Rachel, you are the soul of kindness. I have been on both sides of the counter, too. Sometimes, it was a small thing - complimenting someone’s shoes or hair - that helped me get through the day. And maybe it did the same for the other person.
Mary, I could feel my blood pressure and my rage rising as you described the tax debacle. I have been there, getting more and more frustrated. The fact you stopped and switched gears shows a grace I don't think I have. Much love as always.
Noah, thank you for sharing this. I have also been on the receiving end of some pretty harsh comments. I got worked up about something really insignificant in the big picture. But at some point, you realize that it’s hurt and sadness and anger that a loved one is gone that’s driving your behavior. And that’s when you recognize that we are all suffering in one way or another. It was a chance to see the love that my husband put into the house in which we raised such wonderful children. He lives on.❤️
I was always partial to Tom because I think Matthew McFayden (sp?) is such a brilliant actor. We first saw him in MI 5, the British spy series. I love how he could switch between complete sycophancy and total malignant narcissism. I honestly thought, right from the beginning, that he would win out. I don’t know if the writers planned it that way.
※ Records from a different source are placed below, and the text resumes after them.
use axum::http::StatusCode;
use chrono::{Duration, Utc};
use serde_json::{json, Value};

use outlet_auth::modules::auth::interface::SessionRepository;

use crate::common::{login_user, register_user, TestContext};

// =============================================================================
// INTEGRATION TESTS - REFRESH ROTATION
// =============================================================================

#[tokio::test]
async fn test_refresh_rotates_pair_on_same_session() {
    let ctx = TestContext::new().await;
    let (_username, email) = register_user(&ctx).await;
    let login = login_user(&ctx, &email).await;
    let old_access = login["access_token"].as_str().unwrap();
    let old_refresh = login["refresh_token"].as_str().unwrap();

    let session_before = ctx
        .sessions
        .find_by_refresh_token(old_refresh)
        .await
        .unwrap()
        .unwrap();

    let response = ctx
        .server
        .post("/auth/refresh")
        .json(&json!({ "refresh_token": old_refresh }))
        .await;
    response.assert_status_ok();
    let body: Value = response.json();
    let new_access = body["access_token"].as_str().unwrap();
    let new_refresh = body["refresh_token"].as_str().unwrap();

    assert_ne!(new_access, old_access);
    assert_ne!(new_refresh, old_refresh);

    // Rotation replaces tokens in place rather than opening a second session.
    assert_eq!(ctx.sessions.count(), 1);
    let session_after = ctx
        .sessions
        .find_by_refresh_token(new_refresh)
        .await
        .unwrap()
        .unwrap();
    assert_eq!(session_after.id, session_before.id);

    // The rotated-away access token no longer authenticates.
    let me_old = ctx
        .server
        .get("/auth/me")
        .authorization_bearer(old_access)
        .await;
    me_old.assert_status(StatusCode::UNAUTHORIZED);

    let me_new = ctx
        .server
        .get("/auth/me")
        .authorization_bearer(new_access)
        .await;
    me_new.assert_status_ok();
}

#[tokio::test]
async fn test_refresh_token_is_single_use() {
    let ctx = TestContext::new().await;
    let (_username, email) = register_user(&ctx).await;
    let login = login_user(&ctx, &email).await;
    let old_refresh = login["refresh_token"].as_str().unwrap();

    let first = ctx
        .server
        .post("/auth/refresh")
        .json(&json!({ "refresh_token": old_refresh }))
        .await;
    first.assert_status_ok();

    let second = ctx
        .server
        .post("/auth/refresh")
        .json(&json!({ "refresh_token": old_refresh }))
        .await;
    second.assert_status(StatusCode::NOT_FOUND);
}

#[tokio::test]
async fn test_expired_refresh_token_rejected() {
    let ctx = TestContext::new().await;
    let (_username, email) = register_user(&ctx).await;
    let login = login_user(&ctx, &email).await;
    let refresh_token = login["refresh_token"].as_str().unwrap();

    let user_id = ctx.users.get_by_email(&email).unwrap().id;
    ctx.sessions.mutate_all_for_user(&user_id, |s| {
        s.refresh_expires_at = Utc::now() - Duration::seconds(1);
    });

    let response = ctx
        .server
        .post("/auth/refresh")
        .json(&json!({ "refresh_token": refresh_token }))
        .await;
    response.assert_status(StatusCode::UNAUTHORIZED);
}

#[tokio::test]
async fn test_refresh_after_logout_rejected() {
    let ctx = TestContext::new().await;
    let (_username, email) = register_user(&ctx).await;
    let login = login_user(&ctx, &email).await;
    let access_token = login["access_token"].as_str().unwrap();
    let refresh_token = login["refresh_token"].as_str().unwrap();

    ctx.server
        .post("/auth/logout")
        .authorization_bearer(access_token)
        .await
        .assert_status_ok();

    let response = ctx
        .server
        .post("/auth/refresh")
        .json(&json!({ "refresh_token": refresh_token }))
        .await;
    response.assert_status(StatusCode::UNAUTHORIZED);
}

#[tokio::test]
async fn test_concurrent_refresh_has_single_winner() {
    let ctx = TestContext::new().await;
    let (_username, email) = register_user(&ctx).await;
    let login = login_user(&ctx, &email).await;
    let refresh_token = login["refresh_token"].as_str().unwrap();

    let (a, b) = tokio::join!(
        ctx.server
            .post("/auth/refresh")
            .json(&json!({ "refresh_token": refresh_token })),
        ctx.server
            .post("/auth/refresh")
            .json(&json!({ "refresh_token": refresh_token })),
    );

    let winners = [a.status_code(), b.status_code()]
        .iter()
        .filter(|s| **s == StatusCode::OK)
        .count();
    assert_eq!(winners, 1);
    assert_eq!(ctx.sessions.count(), 1);
}
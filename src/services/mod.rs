pub mod hashing;
pub mod jwt;
pub mod rate_limit;
pub mod security;
pub mod totp;
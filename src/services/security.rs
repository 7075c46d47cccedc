use axum::{
    body::Body,
    http::{header, HeaderValue, Request},
    middleware::Next,
    response::Response,
};

pub async fn security_headers(request: Request<Body>, next: Next) -> Response {
    let mut response = next.run(request).await;

    let headers = response.headers_mut();

    headers.insert(
        header::X_CONTENT_TYPE_OPTIONS,
        HeaderValue::from_static("nosniff"),
    );

    headers.insert(
        header::X_FRAME_OPTIONS,
        HeaderValue::from_static("DENY"),
    );

    headers.insert(
        header::STRICT_TRANSPORT_SECURITY,
        HeaderValue::from_static("max-age=31536000; includeSubDomains"),
    );

    // Responses carry tokens and account data; keep caches out of the path.
    headers.insert(
        header::CACHE_CONTROL,
        HeaderValue::from_static("no-store"),
    );

    response
}
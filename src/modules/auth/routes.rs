use axum::{
    routing::{delete, get, post, put},
    Router,
};
use std::sync::Arc;

use crate::AppState;
use super::controller;

pub fn auth_routes() -> Router<Arc<AppState>> {
    Router::new()
        .route("/register", post(controller::register))
        .route("/login", post(controller::login))
        .route("/refresh", post(controller::refresh))
        .route("/logout", post(controller::logout))
        .route("/me", get(controller::me))
        .route("/verify-email", post(controller::verify_email))
        .route("/password/change", post(controller::change_password))
        .route("/password/forgot", post(controller::forgot_password))
        .route("/password/reset", post(controller::reset_password))
        .route("/mfa/setup", post(controller::mfa_setup))
        .route("/mfa/enable", post(controller::mfa_enable))
        .route("/mfa/disable", post(controller::mfa_disable))
        .route("/sessions", get(controller::list_sessions))
        .route("/sessions/revoke-all", post(controller::revoke_all_sessions))
        .route("/sessions/{id}/revoke", post(controller::revoke_session))
        .route("/admin/users/{id}/status", put(controller::admin_update_status))
        .route("/admin/users/{id}/role", put(controller::admin_update_role))
        .route("/admin/users/{id}/unlock", post(controller::admin_unlock))
        .route("/admin/users/{id}", delete(controller::admin_delete))
}
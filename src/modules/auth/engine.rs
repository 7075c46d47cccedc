use std::sync::Arc;

use chrono::{Duration, Utc};
use uuid::Uuid;

use crate::services::hashing;
use crate::services::jwt::{JwtService, TokenKind};
use crate::services::totp::TotpService;

use super::interface::{
    AuditSink, AuthError, ClientInfo, LoginOutcome, Result, SessionRepository, TokenPair,
    UserRepository,
};
use super::lockout::LockoutPolicy;
use super::model::{
    AuditAction, AuditLog, SessionStatus, User, UserRole, UserSession, UserStatus,
};

/// Bounded retry for optimistic-update conflicts. Invisible to the caller on
/// success; the operation's normal typed error surfaces on exhaustion.
const MAX_UPDATE_RETRIES: usize = 3;

/// Single-use password reset tokens stay valid for one hour.
fn reset_token_ttl() -> Duration {
    Duration::hours(1)
}

/// Profile fields captured at registration, opaque to the engine.
#[derive(Debug, Clone, Default)]
pub struct Profile {
    pub first_name: Option<String>,
    pub last_name: Option<String>,
    pub phone_number: Option<String>,
}

/// Orchestrates credential verification, lockout, MFA step-up, token
/// issuance, refresh rotation, and session revocation over the abstract
/// stores. Holds no locks across store calls; per-row linearization is the
/// stores' compare-and-swap plus the bounded retry here.
#[derive(Clone)]
pub struct AuthEngine {
    users: Arc<dyn UserRepository>,
    sessions: Arc<dyn SessionRepository>,
    audit: Arc<dyn AuditSink>,
    jwt: JwtService,
    totp: TotpService,
    lockout: LockoutPolicy,
}
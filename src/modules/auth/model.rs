use chrono::{DateTime, Utc};
use serde::{Deserialize, Serialize};
use sqlx::FromRow;

#[derive(Debug, Clone, Copy, PartialEq, Eq, Serialize, Deserialize, sqlx::Type)]
#[serde(rename_all = "SCREAMING_SNAKE_CASE")]
#[sqlx(rename_all = "snake_case")]
pub enum UserRole {
    Customer,
    Admin,
    Manager,
    OutletStaff,
    FactoryStaff,
    Owner,
}

impl UserRole {
    pub fn as_str(&self) -> &'static str {
        match self {
            UserRole::Customer => "CUSTOMER",
            UserRole::Admin => "ADMIN",
            UserRole::Manager => "MANAGER",
            UserRole::OutletStaff => "OUTLET_STAFF",
            UserRole::FactoryStaff => "FACTORY_STAFF",
            UserRole::Owner => "OWNER",
        }
    }

    /// Roles allowed to perform administrative account operations.
    pub fn is_admin(&self) -> bool {
        matches!(self, UserRole::Admin | UserRole::Owner)
    }
}

#[derive(Debug, Clone, Copy, PartialEq, Eq, Serialize, Deserialize, sqlx::Type)]
#[serde(rename_all = "SCREAMING_SNAKE_CASE")]
#[sqlx(rename_all = "snake_case")]
pub enum UserStatus {
    Active,
    Inactive,
    Suspended,
    Deleted,
    PendingVerification,
}

impl UserStatus {
    pub fn as_str(&self) -> &'static str {
        match self {
            UserStatus::Active => "ACTIVE",
            UserStatus::Inactive => "INACTIVE",
            UserStatus::Suspended => "SUSPENDED",
            UserStatus::Deleted => "DELETED",
            UserStatus::PendingVerification => "PENDING_VERIFICATION",
        }
    }

    /// Statuses that may still log in. Pending accounts can authenticate so
    /// their owner can reach the email verification flow.
    pub fn can_login(&self) -> bool {
        matches!(self, UserStatus::Active | UserStatus::PendingVerification)
    }
}

#[derive(Debug, Clone, Copy, PartialEq, Eq, Serialize, Deserialize, sqlx::Type)]
#[serde(rename_all = "SCREAMING_SNAKE_CASE")]
#[sqlx(rename_all = "snake_case")]
pub enum SessionStatus {
    Active,
    Expired,
    Revoked,
    Suspended,
}

#[derive(Debug, Clone, Copy, PartialEq, Eq, Serialize, Deserialize, sqlx::Type)]
#[serde(rename_all = "SCREAMING_SNAKE_CASE")]
#[sqlx(rename_all = "snake_case")]
pub enum AuditAction {
    Create,
    Update,
    Delete,
    Login,
    FailedLogin,
    Logout,
    PasswordChange,
    PasswordResetRequest,
    PasswordResetComplete,
    EmailVerification,
    StatusChange,
    RoleChange,
    MfaEnable,
    MfaDisable,
    SessionRevoke,
    AccountUnlock,
}

#[derive(Debug, Clone, FromRow)]
pub struct User {
    pub id: String,
    pub username: String,
    pub email: String,
    pub password_hash: String,
    pub first_name: Option<String>,
    pub last_name: Option<String>,
    pub phone_number: Option<String>,
    pub role: UserRole,
    pub status: UserStatus,
    pub email_verified: bool,
    pub mfa_enabled: bool,
    pub mfa_secret: Option<String>,
    pub failed_login_attempts: i32,
    pub locked_until: Option<DateTime<Utc>>,
    pub last_login: Option<DateTime<Utc>>,
    pub password_reset_token: Option<String>,
    pub password_reset_expires: Option<DateTime<Utc>>,
    pub email_verification_token: Option<String>,
    pub created_at: DateTime<Utc>,
    pub updated_at: DateTime<Utc>,
    /// Optimistic concurrency counter, bumped by every repository update.
    pub version: i64,
}

#[derive(Debug, Clone, FromRow)]
pub struct UserSession {
    pub id: String,
    pub user_id: String,
    pub access_token: String,
    pub refresh_token: String,
    pub expires_at: DateTime<Utc>,
    pub refresh_expires_at: DateTime<Utc>,
    pub status: SessionStatus,
    pub ip_address: Option<String>,
    pub user_agent: Option<String>,
    pub created_at: DateTime<Utc>,
    pub last_accessed_at: Option<DateTime<Utc>>,
    pub version: i64,
}

impl UserSession {
    pub fn is_refresh_expired(&self, now: DateTime<Utc>) -> bool {
        self.refresh_expires_at <= now
    }

    /// Active status alone is not enough: the access token must also be
    /// inside its validity window.
    pub fn is_usable(&self, now: DateTime<Utc>) -> bool {
        self.status == SessionStatus::Active && self.expires_at > now
    }
}

#[derive(Debug, Clone, FromRow)]
pub struct AuditLog {
    pub id: String,
    pub user_id: Option<String>,
    pub action: AuditAction,
    pub description: String,
    pub old_values: Option<String>,
    pub new_values: Option<String>,
    pub success: bool,
    pub error_message: Option<String>,
    pub timestamp: DateTime<Utc>,
}

impl AuditLog {
    pub fn new(user_id: Option<&str>, action: AuditAction, description: &str) -> Self {
        Self {
            id: uuid::Uuid::new_v4().to_string(),
            user_id: user_id.map(str::to_string),
            action,
            description: description.to_string(),
            old_values: None,
            new_values: None,
            success: true,
            error_message: None,
            timestamp: Utc::now(),
        }
    }

    pub fn failure(user_id: Option<&str>, action: AuditAction, description: &str) -> Self {
        Self {
            success: false,
            error_message: Some(description.to_string()),
            ..Self::new(user_id, action, description)
        }
    }

    pub fn with_values(mut self, old: Option<String>, new: Option<String>) -> Self {
        self.old_values = old;
        self.new_values = new;
        self
    }
}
And I do think that Tom and Shiv deserved each other.
Mary, this is a heartfelt, poignant post; your grief for your husband is palpable in your beautifully crafted words. I am so sorry for your profound loss. I felt your anger and frustration at the tax people. How terrible they are! I know it's their job, but too many employers/employees have no heart. I agree with what Rachel says: we must treat each other as human beings. Everyone has a story. Thank you for sharing yours.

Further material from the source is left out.